The problem, some doctors and researchers say, is that overeating causes biological changes in the body that can lead to more food cravings and cause your stomach to send mixed signals about when it's actually full. As the years go by, those holiday pounds add up.
(..)
A Vicious Cycle
Overeating "sets your body chemistry sort of into red alert," says Dr. Sasha Stiles, a family physician who specializes in obesity at Tufts Medical Center. "The kinds of hormone and metabolic processes that normally will try to metabolize food will go into overdrive to make sure they get rid of this huge food load," Stiles explains.
This means that much of what you eat will be stored as fat rather than converted into healthy byproducts.
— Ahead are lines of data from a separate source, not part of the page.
//! Pascal-- error types and diagnostic formatting.
//!
//! Every failure that escapes a phase is a `Diagnostic`: an error category,
//! an optional source location and an optional detail message. The lexer,
//! parser and interpreter each produce their own category; the expression
//! pipeline reports through `ExprError` (see `expr`) which converts into a
//! diagnostic at the boundary.

use std::fmt;

/// Source location for error reporting. Lines and columns are 1-based.
#[derive(Debug, Clone, PartialEq, Eq)]
pub struct SourceLoc {
    pub line: usize,
    pub col: usize,
    /// Original source line text for display.
    pub source_line: Option<String>,
}

impl SourceLoc {
    pub fn new(line: usize, col: usize) -> Self {
        Self {
            line,
            col,
            source_line: None,
        }
    }

    pub fn with_source(mut self, text: String) -> Self {
        self.source_line = Some(text);
        self
    }
}

/// Error categories, one per failing phase.
#[derive(Debug, Clone, Copy, PartialEq, Eq)]
pub enum PascalError {
    /// Malformed input at the character level.
    Lexical,
    /// Token stream does not match the grammar.
    Syntax,
    /// An expression failed validation (bad token, unbalanced parentheses).
    Expression,
    /// An expression failed during evaluation.
    Evaluation,
    /// Semantic violation while running the program.
    Runtime,
}

impl PascalError {
    pub fn message(self) -> &'static str {
        match self {
            Self::Lexical => "Lexical error",
            Self::Syntax => "Syntax error",
            Self::Expression => "Expression error",
            Self::Evaluation => "Evaluation error",
            Self::Runtime => "Runtime error",
        }
    }
}

/// A lexer/parser/runtime error with location and context.
#[derive(Debug, Clone)]
pub struct Diagnostic {
    pub error: PascalError,
    pub location: Option<SourceLoc>,
    pub detail: Option<String>,
}

impl Diagnostic {
    pub fn new(error: PascalError) -> Self {
        Self {
            error,
            location: None,
            detail: None,
        }
    }

    pub fn lexical(detail: impl Into<String>) -> Self {
        Self::new(PascalError::Lexical).with_detail(detail)
    }

    pub fn syntax(detail: impl Into<String>) -> Self {
        Self::new(PascalError::Syntax).with_detail(detail)
    }

    pub fn runtime(detail: impl Into<String>) -> Self {
        Self::new(PascalError::Runtime).with_detail(detail)
    }

    pub fn at(mut self, loc: SourceLoc) -> Self {
        self.location = Some(loc);
        self
    }

    pub fn with_detail(mut self, detail: impl Into<String>) -> Self {
        self.detail = Some(detail.into());
        self
    }

    /// The detail text, or the category message when there is none.
    pub fn reason(&self) -> &str {
        self.detail.as_deref().unwrap_or(self.error.message())
    }
}

impl fmt::Display for Diagnostic {
    fn fmt(&self, f: &mut fmt::Formatter<'_>) -> fmt::Result {
        write!(f, "{}", self.error.message())?;

        if let Some(ref detail) = self.detail {
            write!(f, ": {detail}")?;
        }

        if let Some(ref loc) = self.location {
            write!(f, "\n  at line {}, column {}", loc.line, loc.col)?;
            if let Some(ref source) = loc.source_line {
                write!(f, "\n  | {source}")?;
                write!(f, "\n  | {:>width$}", "^", width = loc.col)?;
            }
        }

        Ok(())
    }
}

impl std::error::Error for Diagnostic {}

/// Convenience alias.
pub type PascalResult<T> = Result<T, Diagnostic>;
Excess food can trigger an unfortunate cycle: The pancreas produces extra insulin to process the sugar load and remove it from the bloodstream. It doesn't stop producing insulin until the brain senses that blood sugar levels are safe. But by the time the brain stops insulin production, often too much sugar is removed. Low blood sugar can make you feel tired, dizzy, nauseous, even depressed — a condition often remedied by eating more sugar and more carbohydrates.
This feeling of low blood sugar sends many people after more carbohydrates, says Stiles, and they go for high-sugar foods to bring their blood sugar back up to normal and make them feel better.